Tell how many lines in the data contain the word "UserRepository", and leave out everything else.

- Input data
=== Begin Enclosure ===

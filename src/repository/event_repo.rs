use crate::config::mongo_conf::MongoConfig;
use crate::model::event::Event;
use crate::repository::repository_error::{RepositoryError, RepositoryResult};
use crate::repository::user_repo::LIST_CAP;
use async_trait::async_trait;
use bson::doc;
use futures::stream::StreamExt;
use mongodb::options::FindOptions;
use tracing::{error, info};

#[async_trait]
pub trait EventRepository: Send + Sync {
    async fn insert(&self, event: Event) -> RepositoryResult<Event>;
    async fn find_by_name(&self, event_name: &str) -> RepositoryResult<Option<Event>>;
    async fn list(&self) -> RepositoryResult<Vec<Event>>;
    /// Guarded set-insert into `users_assigned`. Returns false when the email
    /// was already present, so a concurrent duplicate can never slip through.
    async fn add_assigned_user(&self, event_name: &str, email: &str) -> RepositoryResult<bool>;
    /// Same shape for `admins_joined`.
    async fn add_joined_admin(&self, event_name: &str, email: &str) -> RepositoryResult<bool>;
    async fn count(&self) -> RepositoryResult<u64>;
}

pub struct EventRepositoryImpl {
    collection: mongodb::Collection<Event>,
}

impl EventRepositoryImpl {
    pub async fn new(config: &MongoConfig) -> Result<Self, mongodb::error::Error> {
        use mongodb::{options::ClientOptions, Client};
        let mut client_options = ClientOptions::parse(&config.uri).await?;
        client_options.app_name = Some("ScoutbaseBackend".to_string());
        client_options.max_pool_size = Some(config.pool_size);
        client_options.connect_timeout =
            Some(std::time::Duration::from_secs(config.connection_timeout_secs));
        let client = Client::with_options(client_options)?;
        let db = client.database(&config.database);
        let collection = db.collection::<Event>("events");
        Ok(EventRepositoryImpl { collection })
    }

    /// Shared set-insert over either membership field. The filter excludes
    /// documents where the email is already in the set, so the update matches
    /// exactly once per distinct member.
    async fn add_to_member_set(
        &self,
        event_name: &str,
        field: &str,
        email: &str,
    ) -> RepositoryResult<bool> {
        let filter = doc! { "event_name": event_name, field: { "$ne": email } };
        let update = doc! { "$addToSet": { field: email } };
        let result = self
            .collection
            .update_one(filter, update, None)
            .await
            .map_err(|e| {
                RepositoryError::database(format!("Failed to update event membership: {}", e))
            })?;
        Ok(result.matched_count > 0)
    }
}

#[async_trait]
impl EventRepository for EventRepositoryImpl {
    #[tracing::instrument(skip(self, event), fields(event_name = %event.event_name))]
    async fn insert(&self, mut event: Event) -> RepositoryResult<Event> {
        event.id = Some(bson::oid::ObjectId::new());
        let result = self.collection.insert_one(event.clone(), None).await;
        match result {
            Ok(_) => {
                info!("Event inserted");
                Ok(event)
            }
            Err(e) => {
                error!("Failed to insert event: {}", e);
                Err(RepositoryError::from(e))
            }
        }
    }

    async fn find_by_name(&self, event_name: &str) -> RepositoryResult<Option<Event>> {
        let filter = doc! { "event_name": event_name };
        let event = self
            .collection
            .find_one(filter, None)
            .await
            .map_err(|e| RepositoryError::database(format!("Failed to find event: {}", e)))?;
        Ok(event)
    }

    #[tracing::instrument(skip(self))]
    async fn list(&self) -> RepositoryResult<Vec<Event>> {
        let options = FindOptions::builder().limit(LIST_CAP).build();
        let mut cursor = self
            .collection
            .find(None, options)
            .await
            .map_err(|e| RepositoryError::database(format!("Failed to list events: {}", e)))?;
        let mut events = Vec::new();
        while let Some(event) = cursor.next().await {
            match event {
                Ok(e) => events.push(e),
                Err(e) => {
                    error!("Failed to deserialize event: {}", e);
                    return Err(RepositoryError::serialization(format!(
                        "Failed to deserialize event: {}",
                        e
                    )));
                }
            }
        }
        info!("Fetched {} events", events.len());
        Ok(events)
    }

    #[tracing::instrument(skip(self), fields(event_name = %event_name, email = %email))]
    async fn add_assigned_user(&self, event_name: &str, email: &str) -> RepositoryResult<bool> {
        self.add_to_member_set(event_name, "users_assigned", email).await
    }

    #[tracing::instrument(skip(self), fields(event_name = %event_name, email = %email))]
    async fn add_joined_admin(&self, event_name: &str, email: &str) -> RepositoryResult<bool> {
        self.add_to_member_set(event_name, "admins_joined", email).await
    }

    async fn count(&self) -> RepositoryResult<u64> {
        let count = self
            .collection
            .count_documents(None, None)
            .await
            .map_err(|e| RepositoryError::database(format!("Failed to count events: {}", e)))?;
        Ok(count)
    }
}
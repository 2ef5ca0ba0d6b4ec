use scoutbase_backend::config::JwtConfig;
use scoutbase_backend::util::jwt::{JwtError, JwtTokenUtils, JwtTokenUtilsImpl};

fn jwt_utils() -> JwtTokenUtilsImpl {
    JwtTokenUtilsImpl::new(JwtConfig::default())
}

#[test]
fn test_issue_token_resolves_to_subject() {
    let jwt = jwt_utils();
    let token = jwt.issue_token("scout@example.org").unwrap();
    assert!(!token.is_empty());

    let claims = jwt.verify_token(&token).unwrap();
    assert_eq!(claims.sub, "scout@example.org");
    assert!(claims.exp > claims.iat);
}

#[test]
fn test_expiry_matches_configured_lifetime() {
    let jwt = jwt_utils();
    let token = jwt.issue_token("scout@example.org").unwrap();
    let claims = jwt.verify_token(&token).unwrap();

    let lifetime_secs = jwt.jwt_config.access_token_expiration * 60;
    assert_eq!(claims.exp - claims.iat, lifetime_secs);
}

#[test]
fn test_verify_rejects_wrong_secret() {
    let jwt = jwt_utils();
    let token = jwt.issue_token("scout@example.org").unwrap();

    let other = JwtTokenUtilsImpl::new(JwtConfig {
        jwt_secret: "a_completely_different_secret_that_is_long_enough".to_string(),
        access_token_expiration: 10080,
    });
    let err = other.verify_token(&token).unwrap_err();
    assert!(matches!(err, JwtError::InvalidSignature));
}

#[test]
fn test_verify_rejects_expired_token() {
    // Negative lifetime puts exp in the past, beyond decode leeway
    let expired = JwtTokenUtilsImpl::new(JwtConfig {
        jwt_secret: JwtConfig::default().jwt_secret,
        access_token_expiration: -5,
    });
    let token = expired.issue_token("scout@example.org").unwrap();

    let err = expired.verify_token(&token).unwrap_err();
    assert!(matches!(err, JwtError::TokenExpired));
}

#[test]
fn test_verify_rejects_garbage_token() {
    let jwt = jwt_utils();
    let err = jwt.verify_token("definitely.not.a-jwt").unwrap_err();
    assert!(matches!(err, JwtError::Malformed));
}

#[test]
fn test_verify_rejects_tampered_payload() {
    let jwt = jwt_utils();
    let token = jwt.issue_token("scout@example.org").unwrap();

    // Swap the payload segment for nonsense, keeping header and signature
    let mut parts: Vec<&str> = token.split('.').collect();
    assert_eq!(parts.len(), 3);
    parts[1] = "eyJzdWIiOiJldmlsQGV4YW1wbGUub3JnIn0";
    let tampered = parts.join(".");

    assert!(jwt.verify_token(&tampered).is_err());
}

#[test]
fn test_extract_token_from_header() {
    let jwt = jwt_utils();

    let token = jwt.extract_token_from_header("Bearer abc.def.ghi").unwrap();
    assert_eq!(token, "abc.def.ghi");

    assert!(jwt.extract_token_from_header("Basic abc").is_err());
    assert!(jwt.extract_token_from_header("Bearer ").is_err());
    assert!(jwt.extract_token_from_header("").is_err());
}

#[test]
fn test_extract_token_strips_scheme_exactly_once() {
    let jwt = jwt_utils();

    // A repeated scheme is part of the token, not extra prefix to consume
    let token = jwt
        .extract_token_from_header("Bearer Bearer abc.def.ghi")
        .unwrap();
    assert_eq!(token, "Bearer abc.def.ghi");
}
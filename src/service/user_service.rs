use std::sync::Arc;
use tracing::{error, info, instrument};

use crate::dto::user_dto::{RegisterRequest, UserView, UserWithToken};
use crate::model::user::{default_uniform, User};
use crate::repository::user_repo::UserRepository;
use crate::util::error::ServiceError;
use crate::util::jwt::{JwtTokenUtils, JwtTokenUtilsImpl};
use crate::util::password::{PasswordUtils, PasswordUtilsImpl};
use async_trait::async_trait;

#[async_trait]
pub trait UserService: Send + Sync {
    async fn register(&self, request: RegisterRequest) -> Result<UserWithToken, ServiceError>;
    async fn login(&self, email: String, password: String) -> Result<UserWithToken, ServiceError>;
    async fn list_users(&self) -> Result<Vec<UserView>, ServiceError>;
    async fn add_achievement(&self, email: &str, achievement: &str) -> Result<(), ServiceError>;
}

pub struct UserServiceImpl {
    pub user_repo: Arc<dyn UserRepository>,
    pub jwt_utils: Arc<JwtTokenUtilsImpl>,
}

impl UserServiceImpl {
    pub fn new(user_repo: Arc<dyn UserRepository>, jwt_utils: Arc<JwtTokenUtilsImpl>) -> Self {
        Self {
            user_repo,
            jwt_utils,
        }
    }

    fn issue_for(&self, email: &str) -> Result<String, ServiceError> {
        self.jwt_utils
            .issue_token(email)
            .map_err(|e| ServiceError::InternalError(format!("JWT error: {}", e)))
    }
}

#[async_trait]
impl UserService for UserServiceImpl {
    #[instrument(skip(self, request), fields(email = %request.email))]
    async fn register(&self, request: RegisterRequest) -> Result<UserWithToken, ServiceError> {
        info!("Registering new user");
        if self.user_repo.find_by_email(&request.email).await?.is_some() {
            error!("Email already registered");
            return Err(ServiceError::DuplicateEmail);
        }

        let hash = PasswordUtilsImpl::hash_password(&request.password)
            .map_err(|e| ServiceError::InternalError(format!("Password hash error: {}", e)))?;

        let user = User {
            id: None,
            name: request.name,
            email: request.email,
            role: request.role.unwrap_or_default(),
            uniform_required: default_uniform(),
            password_hash: hash,
            events_joined_count: 0,
            achievements: Vec::new(),
        };
        let inserted = self.user_repo.insert(user).await.map_err(|e| {
            error!("Failed to insert user: {e}");
            ServiceError::from(e)
        })?;

        let token = self.issue_for(&inserted.email)?;
        info!("User registered successfully");
        Ok(UserWithToken {
            user: UserView::from(inserted),
            token,
        })
    }

    #[instrument(skip(self, password), fields(email = %email))]
    async fn login(&self, email: String, password: String) -> Result<UserWithToken, ServiceError> {
        info!("User login attempt");
        let user = match self.user_repo.find_by_email(&email).await? {
            Some(user) => user,
            None => {
                // Same outward error as a bad password, no email enumeration
                error!("User not found for login");
                return Err(ServiceError::InvalidCredentials);
            }
        };

        let valid = PasswordUtilsImpl::verify_password(&password, &user.password_hash)
            .map_err(|e| ServiceError::InternalError(format!("Password verify error: {}", e)))?;
        if !valid {
            error!("Invalid credentials for user");
            return Err(ServiceError::InvalidCredentials);
        }

        let token = self.issue_for(&user.email)?;
        info!("User logged in successfully");
        Ok(UserWithToken {
            user: UserView::from(user),
            token,
        })
    }

    #[instrument(skip(self))]
    async fn list_users(&self) -> Result<Vec<UserView>, ServiceError> {
        let users = self.user_repo.list().await?;
        Ok(users.into_iter().map(UserView::from).collect())
    }

    #[instrument(skip(self), fields(email = %email))]
    async fn add_achievement(&self, email: &str, achievement: &str) -> Result<(), ServiceError> {
        if self.user_repo.find_by_email(email).await?.is_none() {
            return Err(ServiceError::UserNotFound(email.to_string()));
        }
        self.user_repo.add_achievement(email, achievement).await?;
        info!("Achievement added");
        Ok(())
    }
}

=== End Enclosure ===

- Output for this task
3